=== Assigned task ===
Once the line containing "filename src/importing.rs" is found in the entries below, reproduce it and every line after it, stopping at and including the line containing "priority_num: row"; reproduce nothing else, and keep each line exact.

Records to use section start

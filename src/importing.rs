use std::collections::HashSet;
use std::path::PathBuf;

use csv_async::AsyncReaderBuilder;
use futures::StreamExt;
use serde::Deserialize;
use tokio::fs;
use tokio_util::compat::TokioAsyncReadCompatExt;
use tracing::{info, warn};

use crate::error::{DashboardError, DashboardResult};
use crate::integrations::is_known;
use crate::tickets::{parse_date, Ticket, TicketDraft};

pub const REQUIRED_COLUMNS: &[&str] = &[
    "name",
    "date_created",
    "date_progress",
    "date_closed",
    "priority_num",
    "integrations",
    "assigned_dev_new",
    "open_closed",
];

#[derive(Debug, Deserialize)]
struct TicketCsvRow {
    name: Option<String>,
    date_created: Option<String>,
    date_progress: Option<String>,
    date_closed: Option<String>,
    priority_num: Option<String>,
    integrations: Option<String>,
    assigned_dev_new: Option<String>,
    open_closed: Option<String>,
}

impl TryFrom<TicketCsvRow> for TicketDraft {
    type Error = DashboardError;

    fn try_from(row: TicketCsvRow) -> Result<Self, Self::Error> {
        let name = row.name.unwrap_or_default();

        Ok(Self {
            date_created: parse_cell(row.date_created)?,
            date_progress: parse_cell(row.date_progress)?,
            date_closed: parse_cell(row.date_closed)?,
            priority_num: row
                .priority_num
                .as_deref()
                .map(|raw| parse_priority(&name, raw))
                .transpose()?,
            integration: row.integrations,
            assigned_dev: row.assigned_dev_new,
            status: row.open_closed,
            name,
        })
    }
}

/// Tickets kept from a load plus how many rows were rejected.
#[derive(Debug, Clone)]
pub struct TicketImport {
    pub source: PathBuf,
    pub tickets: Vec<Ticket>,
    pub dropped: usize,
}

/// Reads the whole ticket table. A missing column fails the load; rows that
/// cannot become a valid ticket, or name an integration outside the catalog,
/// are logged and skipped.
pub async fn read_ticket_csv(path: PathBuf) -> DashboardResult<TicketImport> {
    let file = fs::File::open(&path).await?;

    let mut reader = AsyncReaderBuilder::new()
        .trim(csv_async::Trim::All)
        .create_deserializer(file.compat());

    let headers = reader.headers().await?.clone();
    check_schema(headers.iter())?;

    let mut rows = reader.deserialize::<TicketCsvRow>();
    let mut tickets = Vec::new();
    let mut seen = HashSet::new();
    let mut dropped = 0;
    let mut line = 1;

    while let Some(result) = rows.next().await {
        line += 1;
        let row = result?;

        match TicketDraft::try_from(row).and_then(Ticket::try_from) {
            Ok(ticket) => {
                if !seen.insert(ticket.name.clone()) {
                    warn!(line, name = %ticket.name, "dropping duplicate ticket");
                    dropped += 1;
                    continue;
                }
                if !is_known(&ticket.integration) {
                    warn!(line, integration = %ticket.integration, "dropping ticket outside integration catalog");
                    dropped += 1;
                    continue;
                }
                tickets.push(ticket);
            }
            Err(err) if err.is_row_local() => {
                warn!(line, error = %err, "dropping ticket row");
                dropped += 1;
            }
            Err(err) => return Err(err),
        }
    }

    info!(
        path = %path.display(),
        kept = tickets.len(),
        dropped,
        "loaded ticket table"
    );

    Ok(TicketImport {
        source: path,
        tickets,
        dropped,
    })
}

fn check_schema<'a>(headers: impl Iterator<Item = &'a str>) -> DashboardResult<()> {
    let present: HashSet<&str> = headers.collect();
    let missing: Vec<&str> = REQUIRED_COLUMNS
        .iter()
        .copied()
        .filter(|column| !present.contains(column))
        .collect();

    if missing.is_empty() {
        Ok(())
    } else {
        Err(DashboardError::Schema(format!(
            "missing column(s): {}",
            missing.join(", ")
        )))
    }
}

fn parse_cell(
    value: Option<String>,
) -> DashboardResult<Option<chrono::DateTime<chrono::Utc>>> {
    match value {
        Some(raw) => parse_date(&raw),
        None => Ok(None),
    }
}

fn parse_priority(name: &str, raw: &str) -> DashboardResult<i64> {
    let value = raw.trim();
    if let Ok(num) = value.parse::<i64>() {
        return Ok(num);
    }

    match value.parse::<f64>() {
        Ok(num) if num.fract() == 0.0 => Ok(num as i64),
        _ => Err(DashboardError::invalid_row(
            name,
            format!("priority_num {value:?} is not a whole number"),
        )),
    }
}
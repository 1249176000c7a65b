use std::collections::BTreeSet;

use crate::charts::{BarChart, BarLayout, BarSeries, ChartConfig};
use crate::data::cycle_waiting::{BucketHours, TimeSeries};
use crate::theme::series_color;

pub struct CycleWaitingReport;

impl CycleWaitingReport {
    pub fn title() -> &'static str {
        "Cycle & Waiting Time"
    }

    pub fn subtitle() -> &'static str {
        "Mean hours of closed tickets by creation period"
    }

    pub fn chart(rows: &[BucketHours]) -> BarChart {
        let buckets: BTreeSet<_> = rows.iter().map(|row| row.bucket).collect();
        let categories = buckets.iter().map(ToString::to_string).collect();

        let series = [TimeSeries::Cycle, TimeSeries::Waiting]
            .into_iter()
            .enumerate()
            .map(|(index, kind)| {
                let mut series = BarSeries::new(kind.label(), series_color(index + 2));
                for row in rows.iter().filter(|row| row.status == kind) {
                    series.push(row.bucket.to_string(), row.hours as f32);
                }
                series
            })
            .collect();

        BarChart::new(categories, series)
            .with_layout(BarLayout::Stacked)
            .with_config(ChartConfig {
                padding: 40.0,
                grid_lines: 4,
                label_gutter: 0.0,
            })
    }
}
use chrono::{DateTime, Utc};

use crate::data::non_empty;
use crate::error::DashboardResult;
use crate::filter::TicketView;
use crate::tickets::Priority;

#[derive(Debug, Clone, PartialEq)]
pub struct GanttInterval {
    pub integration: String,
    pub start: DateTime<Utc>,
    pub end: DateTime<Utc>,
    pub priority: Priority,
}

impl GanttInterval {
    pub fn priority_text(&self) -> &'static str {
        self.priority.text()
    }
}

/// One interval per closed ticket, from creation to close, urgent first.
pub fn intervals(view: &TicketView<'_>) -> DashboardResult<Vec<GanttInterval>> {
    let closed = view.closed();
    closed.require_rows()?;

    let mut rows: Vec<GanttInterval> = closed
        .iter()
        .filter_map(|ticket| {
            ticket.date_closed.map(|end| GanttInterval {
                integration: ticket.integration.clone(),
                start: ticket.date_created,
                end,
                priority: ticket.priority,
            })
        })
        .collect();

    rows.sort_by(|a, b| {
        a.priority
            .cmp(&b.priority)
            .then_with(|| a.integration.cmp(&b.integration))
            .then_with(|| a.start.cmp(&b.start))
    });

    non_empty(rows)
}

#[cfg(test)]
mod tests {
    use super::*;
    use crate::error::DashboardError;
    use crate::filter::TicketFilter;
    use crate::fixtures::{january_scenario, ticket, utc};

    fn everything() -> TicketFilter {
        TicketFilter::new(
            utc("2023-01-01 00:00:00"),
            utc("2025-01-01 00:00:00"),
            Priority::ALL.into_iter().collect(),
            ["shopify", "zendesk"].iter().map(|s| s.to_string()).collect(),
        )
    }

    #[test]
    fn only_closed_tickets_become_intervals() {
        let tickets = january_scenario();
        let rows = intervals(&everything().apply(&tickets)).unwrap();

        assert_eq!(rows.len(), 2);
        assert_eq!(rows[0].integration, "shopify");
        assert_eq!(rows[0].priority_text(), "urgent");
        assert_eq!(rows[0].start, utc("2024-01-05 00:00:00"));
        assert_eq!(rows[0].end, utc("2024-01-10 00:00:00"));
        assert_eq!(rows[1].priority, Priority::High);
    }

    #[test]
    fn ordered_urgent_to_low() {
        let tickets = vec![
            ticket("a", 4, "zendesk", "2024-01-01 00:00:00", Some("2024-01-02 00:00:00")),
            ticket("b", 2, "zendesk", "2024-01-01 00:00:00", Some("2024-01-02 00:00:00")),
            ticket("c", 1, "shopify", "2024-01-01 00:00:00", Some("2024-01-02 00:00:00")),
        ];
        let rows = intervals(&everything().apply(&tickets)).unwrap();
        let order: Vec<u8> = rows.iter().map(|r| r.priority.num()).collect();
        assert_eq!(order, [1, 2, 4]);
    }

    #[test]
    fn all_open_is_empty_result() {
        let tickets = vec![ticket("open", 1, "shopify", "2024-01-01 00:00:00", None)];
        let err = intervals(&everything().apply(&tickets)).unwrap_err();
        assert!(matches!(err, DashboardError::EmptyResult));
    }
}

Records to use section end
Records to use section start

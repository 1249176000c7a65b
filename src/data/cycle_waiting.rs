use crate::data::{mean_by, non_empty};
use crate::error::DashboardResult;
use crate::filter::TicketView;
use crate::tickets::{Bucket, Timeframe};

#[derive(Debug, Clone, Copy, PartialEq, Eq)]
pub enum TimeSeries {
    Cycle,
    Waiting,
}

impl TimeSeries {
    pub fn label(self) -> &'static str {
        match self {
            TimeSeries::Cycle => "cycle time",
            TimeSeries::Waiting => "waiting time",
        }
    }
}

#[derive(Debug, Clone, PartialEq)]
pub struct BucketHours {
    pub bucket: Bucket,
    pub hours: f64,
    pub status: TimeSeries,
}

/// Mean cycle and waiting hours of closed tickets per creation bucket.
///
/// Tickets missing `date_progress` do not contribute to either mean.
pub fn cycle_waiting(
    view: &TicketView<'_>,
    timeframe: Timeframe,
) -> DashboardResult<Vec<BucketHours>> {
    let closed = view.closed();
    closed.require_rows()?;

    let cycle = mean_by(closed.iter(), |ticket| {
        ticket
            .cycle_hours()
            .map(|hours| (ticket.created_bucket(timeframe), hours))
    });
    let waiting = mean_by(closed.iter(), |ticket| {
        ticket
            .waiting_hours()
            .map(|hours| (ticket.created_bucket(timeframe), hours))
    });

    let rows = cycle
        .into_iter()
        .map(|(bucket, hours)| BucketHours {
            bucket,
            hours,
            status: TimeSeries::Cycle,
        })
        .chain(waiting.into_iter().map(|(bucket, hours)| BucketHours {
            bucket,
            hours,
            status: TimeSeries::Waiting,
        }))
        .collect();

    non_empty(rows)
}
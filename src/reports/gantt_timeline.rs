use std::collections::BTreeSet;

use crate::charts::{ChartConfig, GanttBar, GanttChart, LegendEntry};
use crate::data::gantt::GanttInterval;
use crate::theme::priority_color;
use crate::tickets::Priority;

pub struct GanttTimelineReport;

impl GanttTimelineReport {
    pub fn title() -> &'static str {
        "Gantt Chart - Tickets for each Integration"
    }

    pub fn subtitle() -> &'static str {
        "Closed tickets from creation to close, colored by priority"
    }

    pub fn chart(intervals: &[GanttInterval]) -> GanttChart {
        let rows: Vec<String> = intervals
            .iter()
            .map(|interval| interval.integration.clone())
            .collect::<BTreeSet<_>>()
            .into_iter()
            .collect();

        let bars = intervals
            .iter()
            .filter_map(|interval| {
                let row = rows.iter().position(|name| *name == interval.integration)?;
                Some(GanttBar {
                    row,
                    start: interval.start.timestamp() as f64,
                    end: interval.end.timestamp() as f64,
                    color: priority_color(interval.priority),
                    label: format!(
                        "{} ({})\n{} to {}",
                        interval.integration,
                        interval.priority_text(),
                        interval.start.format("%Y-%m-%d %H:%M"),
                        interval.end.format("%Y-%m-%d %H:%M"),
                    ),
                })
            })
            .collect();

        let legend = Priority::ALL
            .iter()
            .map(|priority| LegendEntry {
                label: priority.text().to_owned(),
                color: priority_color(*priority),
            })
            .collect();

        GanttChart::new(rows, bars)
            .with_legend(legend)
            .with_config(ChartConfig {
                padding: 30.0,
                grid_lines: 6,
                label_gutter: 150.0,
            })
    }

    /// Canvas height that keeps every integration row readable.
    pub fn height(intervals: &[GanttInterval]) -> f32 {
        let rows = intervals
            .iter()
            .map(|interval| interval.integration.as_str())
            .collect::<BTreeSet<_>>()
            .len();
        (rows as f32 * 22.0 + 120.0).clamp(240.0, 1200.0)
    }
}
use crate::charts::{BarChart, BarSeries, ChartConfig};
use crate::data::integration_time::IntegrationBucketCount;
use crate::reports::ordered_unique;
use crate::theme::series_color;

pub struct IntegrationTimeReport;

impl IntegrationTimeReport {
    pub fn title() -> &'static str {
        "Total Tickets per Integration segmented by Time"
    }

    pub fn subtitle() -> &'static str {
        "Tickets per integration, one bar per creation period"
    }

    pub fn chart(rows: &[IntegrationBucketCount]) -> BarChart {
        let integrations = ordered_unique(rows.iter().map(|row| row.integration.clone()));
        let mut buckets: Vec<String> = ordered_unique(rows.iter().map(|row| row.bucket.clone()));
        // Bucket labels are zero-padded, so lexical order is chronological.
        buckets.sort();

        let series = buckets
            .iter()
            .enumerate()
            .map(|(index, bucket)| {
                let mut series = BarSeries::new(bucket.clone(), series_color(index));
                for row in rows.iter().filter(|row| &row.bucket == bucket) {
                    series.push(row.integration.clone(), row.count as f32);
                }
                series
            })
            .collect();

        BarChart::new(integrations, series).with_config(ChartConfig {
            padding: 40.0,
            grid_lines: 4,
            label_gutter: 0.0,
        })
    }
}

Records to use section end

=== Written solution ===
filename src/importing.rs
use std::collections::HashSet;
use std::path::PathBuf;

use csv_async::AsyncReaderBuilder;
use futures::StreamExt;
use serde::Deserialize;
use tokio::fs;
use tokio_util::compat::TokioAsyncReadCompatExt;
use tracing::{info, warn};

use crate::error::{DashboardError, DashboardResult};
use crate::integrations::is_known;
use crate::tickets::{parse_date, Ticket, TicketDraft};

pub const REQUIRED_COLUMNS: &[&str] = &[
    "name",
    "date_created",
    "date_progress",
    "date_closed",
    "priority_num",
    "integrations",
    "assigned_dev_new",
    "open_closed",
];

#[derive(Debug, Deserialize)]
struct TicketCsvRow {
    name: Option<String>,
    date_created: Option<String>,
    date_progress: Option<String>,
    date_closed: Option<String>,
    priority_num: Option<String>,
    integrations: Option<String>,
    assigned_dev_new: Option<String>,
    open_closed: Option<String>,
}

impl TryFrom<TicketCsvRow> for TicketDraft {
    type Error = DashboardError;

    fn try_from(row: TicketCsvRow) -> Result<Self, Self::Error> {
        let name = row.name.unwrap_or_default();

        Ok(Self {
            date_created: parse_cell(row.date_created)?,
            date_progress: parse_cell(row.date_progress)?,
            date_closed: parse_cell(row.date_closed)?,
            priority_num: row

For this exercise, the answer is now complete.